:: Stored data ::
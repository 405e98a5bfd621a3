//! A socket-based communication policy for peer-to-peer and collective
//! messaging: context/vaddr bootstrap through a signaling service, a framed
//! TCP wire protocol with delivery confirmation, and the collective
//! operations built on top of it.
extern crate bincode;
extern crate bit_vec;
extern crate crossbeam;
extern crate log;
extern crate rand;
extern crate serde;
#[macro_use]
extern crate serde_derive;

pub mod collective;
pub mod communicator;
pub mod config;
pub mod error;
pub mod event;
pub mod frame;
pub mod msgbox;
pub mod policy;
pub mod signaling;
pub mod transport;

pub use communicator::{Communicator, Context, ContextId, Vaddr};
pub use config::Configuration;
pub use error::GraybatError;
pub use event::{Event, Status};
pub use policy::CommunicationPolicy;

:: Work to be completed ::
Without changing a single character, repeat each record.

:: Response to this exercise ::
repository 405e98a5bfd621a3
//! A socket-based communication policy for peer-to-peer and collective
//! messaging: context/vaddr bootstrap through a signaling service, a framed
//! TCP wire protocol with delivery confirmation, and the collective
//! operations built on top of it.
extern crate bincode;
extern crate bit_vec;
extern crate crossbeam;
extern crate log;
extern crate rand;
extern crate serde;
#[macro_use]
extern crate serde_derive;

pub mod collective;
pub mod communicator;
pub mod config;
pub mod error;
pub mod event;
pub mod frame;
pub mod msgbox;
pub mod policy;
pub mod signaling;
pub mod transport;

pub use communicator::{Communicator, Context, ContextId, Vaddr};
pub use config::Configuration;
pub use error::GraybatError;
pub use event::{Event, Status};
pub use policy::CommunicationPolicy;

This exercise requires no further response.